SaaS Network Communications and Ports
The following ports must be reachable from a network perspective for Palette SaaS to function correctly.
SaaS Managed Without a PCG
SaaS Managed With a PCG
SaaS Managed With Edge
Network Ports
The following ports must be reachable from a network perspective for Palette to operate properly.
Management Platform
| Port | Direction | Purpose |
|---|---|---|
| HTTPS (tcp/443) | INBOUND | Browser/API access to management platform . |
| HTTPS (tcp/443) | INBOUND | gRPC communication between Palette and the workload cluster. |
Workload Cluster
| Port | Direction | Purpose |
|---|---|---|
| HTTPS (tcp/443) | OUTBOUND | API access to management platform and gRPC |
| HTTPS (tcp/443) | OUTBOUND | gRPC, Registry (packs, integrations), Pack containers, Application Updates |
You can expose inbound port 22 for SSH if you would like to access your cluster nodes for troubleshooting remotely. This is entirely optional and not required for Palette to operate appropriately.

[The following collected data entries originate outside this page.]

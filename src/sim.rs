//! Deterministic peripheral simulator for host tests
//!
//! `SimFixture` models the fixture pins, the free-running counter and a
//! bit-level ISP target on the far end of the lines: a shift register
//! that echoes the previous byte, with a scriptable number of refused
//! programming-enable frames. `SimBus` models the flashed device on the
//! secondary bus with scripted telemetry.

use core::cell::Cell;
use core::convert::Infallible;

use embedded_hal::blocking::i2c::{Read, Write};

use crate::config;
use crate::hal::{BusControl, Line, PeripheralHandle};
use crate::isp::{ENABLE_ACK, PROGRAM_ENABLE};

#[derive(Debug, Clone, Copy, PartialEq, Eq)]
enum Drive {
    Low,
    High,
    Released,
}

/// One 4-byte frame as seen by the target.
#[derive(Debug, Clone, Copy, PartialEq, Eq)]
pub struct Command {
    pub instruction: u8,
    pub a1: u8,
    pub a2: u8,
    pub a3: u8,
}

pub struct SimFixture {
    lines: [Drive; 6],
    counter: Cell<u8>,
    stride: u8,
    reads: Cell<u32>,
    led_lit: bool,
    led_pulses: u32,
    target: SimTarget,
}

impl SimFixture {
    pub fn new() -> Self {
        Self::refusing(0)
    }

    /// Target that answers 0x00 to everything until `refuse` enable
    /// frames have gone by, then starts echoing normally.
    pub fn refusing(refuse: u32) -> Self {
        Self {
            lines: [Drive::Released; 6],
            // Large stride so busy-waits finish in a couple of reads
            counter: Cell::new(0),
            stride: 64,
            reads: Cell::new(0),
            led_lit: false,
            led_pulses: 0,
            target: SimTarget::new(refuse),
        }
    }

    /// Fixture whose counter starts at `start` and advances by `stride`
    /// per read, for timing tests.
    pub fn with_counter(start: u8, stride: u8) -> Self {
        let mut sim = Self::refusing(0);
        sim.counter.set(start);
        sim.stride = stride;
        sim
    }

    pub fn commands(&self) -> &[Command] {
        &self.target.commands
    }

    pub fn enable_frames(&self) -> u32 {
        self.target.enable_frames
    }

    pub fn counter_reads(&self) -> u32 {
        self.reads.get()
    }

    pub fn counter_value(&self) -> u8 {
        self.counter.get()
    }

    pub fn led_pulses(&self) -> u32 {
        self.led_pulses
    }

    pub fn line_released(&self, line: Line) -> bool {
        self.lines[index(line)] == Drive::Released
    }
}

fn index(line: Line) -> usize {
    match line {
        Line::Reset => 0,
        Line::Clock => 1,
        Line::DataOut => 2,
        Line::DataIn => 3,
        Line::LedAnode => 4,
        Line::LedCathode => 5,
    }
}

impl PeripheralHandle for SimFixture {
    fn set_line(&mut self, line: Line) {
        let previous = self.lines[index(line)];
        self.lines[index(line)] = Drive::High;
        match line {
            Line::Clock if previous != Drive::High => {
                let mosi = self.lines[index(Line::DataOut)] == Drive::High;
                self.target.sck_rising(mosi);
            }
            Line::Reset if previous != Drive::High => self.target.reset(),
            Line::LedAnode => {
                if !self.led_lit && self.lines[index(Line::LedCathode)] == Drive::Low {
                    self.led_lit = true;
                    self.led_pulses += 1;
                }
            }
            _ => {}
        }
    }

    fn clear_line(&mut self, line: Line) {
        let previous = self.lines[index(line)];
        self.lines[index(line)] = Drive::Low;
        if line == Line::Clock && previous == Drive::High {
            self.target.sck_falling();
        }
        if line == Line::LedAnode {
            self.led_lit = false;
        }
    }

    fn tristate_line(&mut self, line: Line) {
        let previous = self.lines[index(line)];
        self.lines[index(line)] = Drive::Released;
        if line == Line::Clock && previous == Drive::High {
            self.target.sck_falling();
        }
        if line == Line::LedAnode {
            self.led_lit = false;
        }
    }

    fn read_line(&self, line: Line) -> bool {
        if line == Line::DataIn {
            return self.target.miso_shift & 0x80 != 0;
        }
        self.lines[index(line)] == Drive::High
    }

    fn read_counter(&self) -> u8 {
        self.reads.set(self.reads.get() + 1);
        let value = self.counter.get();
        self.counter.set(value.wrapping_add(self.stride));
        value
    }
}

/// Shift-register model of the ISP slave inside the target device.
///
/// Samples data-out on rising clock edges, shifts its answer out on
/// falling edges, and loads the next answer byte when a whole byte has
/// been clocked in: the echo of the byte just received, or 0x00 while
/// handshake refusals remain. A reset edge drops bit synchronization.
struct SimTarget {
    bit_count: u8,
    mosi_shift: u8,
    miso_shift: u8,
    rx: Vec<u8>,
    commands: Vec<Command>,
    enable_frames: u32,
    refuse_remaining: u32,
}

impl SimTarget {
    fn new(refuse_remaining: u32) -> Self {
        Self {
            bit_count: 0,
            mosi_shift: 0,
            miso_shift: 0,
            rx: Vec::new(),
            commands: Vec::new(),
            enable_frames: 0,
            refuse_remaining,
        }
    }

    fn sck_rising(&mut self, mosi: bool) {
        self.mosi_shift = (self.mosi_shift << 1) | mosi as u8;
    }

    fn sck_falling(&mut self) {
        self.miso_shift <<= 1;
        self.bit_count += 1;
        if self.bit_count == 8 {
            self.bit_count = 0;
            let byte = self.mosi_shift;
            self.mosi_shift = 0;
            self.byte_received(byte);
        }
    }

    fn byte_received(&mut self, byte: u8) {
        self.miso_shift = if self.refuse_remaining == 0 { byte } else { 0x00 };
        self.rx.push(byte);
        if self.rx.len() == 4 {
            let command = Command {
                instruction: self.rx[0],
                a1: self.rx[1],
                a2: self.rx[2],
                a3: self.rx[3],
            };
            if command.instruction == PROGRAM_ENABLE && command.a1 == ENABLE_ACK {
                self.enable_frames += 1;
                if self.refuse_remaining > 0 {
                    self.refuse_remaining -= 1;
                }
            }
            self.commands.push(command);
            self.rx.clear();
        }
    }

    fn reset(&mut self) {
        self.bit_count = 0;
        self.mosi_shift = 0;
        self.miso_shift = 0;
        self.rx.clear();
    }
}

/// Flashed device on the secondary bus with scripted telemetry.
pub struct SimBus {
    version: u8,
    temperature: u16,
    capacitance: u16,
    last_command: Option<u8>,
    pub startups: u32,
    pub shutdowns: u32,
}

impl SimBus {
    pub fn new(version: u8, temperature: u16, capacitance: u16) -> Self {
        Self {
            version,
            temperature,
            capacitance,
            last_command: None,
            startups: 0,
            shutdowns: 0,
        }
    }
}

impl Write for SimBus {
    type Error = Infallible;

    fn write(&mut self, address: u8, bytes: &[u8]) -> Result<(), Self::Error> {
        assert_eq!(address, config::TARGET_BUS_ADDR);
        self.last_command = bytes.first().copied();
        Ok(())
    }
}

impl Read for SimBus {
    type Error = Infallible;

    fn read(&mut self, address: u8, buffer: &mut [u8]) -> Result<(), Self::Error> {
        assert_eq!(address, config::TARGET_BUS_ADDR);
        match self.last_command {
            // Firmware version register
            Some(0x07) => buffer[0] = self.version,
            // 16-bit big-endian telemetry
            Some(0x05) => buffer.copy_from_slice(&self.temperature.to_be_bytes()),
            Some(0x00) => buffer.copy_from_slice(&self.capacitance.to_be_bytes()),
            _ => {}
        }
        Ok(())
    }
}

impl BusControl for SimBus {
    fn startup(&mut self) {
        self.startups += 1;
    }

    fn shutdown(&mut self) {
        self.shutdowns += 1;
    }
}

Self-Hosted Network Communications and Ports
The following ports must be reachable from a network perspective for Palette self-hosted to function correctly.
Management Platform
| Port | Direction | Purpose |
|---|---|---|
| HTTPS (tcp/443) | INBOUND | Browser/API access to management platform, gRPC |
| HTTPS (tcp/443) | OUTBOUND | vSphere vCenter API, Registry (packs, integrations), Pack containers, app updates, gRPC |
| HTTPS (tcp/6443) | OUTBOUND | Workload K8s cluster API Server |
Workload Cluster
| Port | Direction | Purpose |
|---|---|---|
| HTTPS (tcp/443) | OUTBOUND | API access to management platform |
| HTTPS (tcp/443) | OUTBOUND | vSphere vCenter API, gRPC, Registry (packs, integrations), Pack containers, Application updates |
You can expose inbound port 22 for SSH if you would like to access your cluster nodes for troubleshooting remotely. This is entirely optional and not required for Palette to operate appropriately.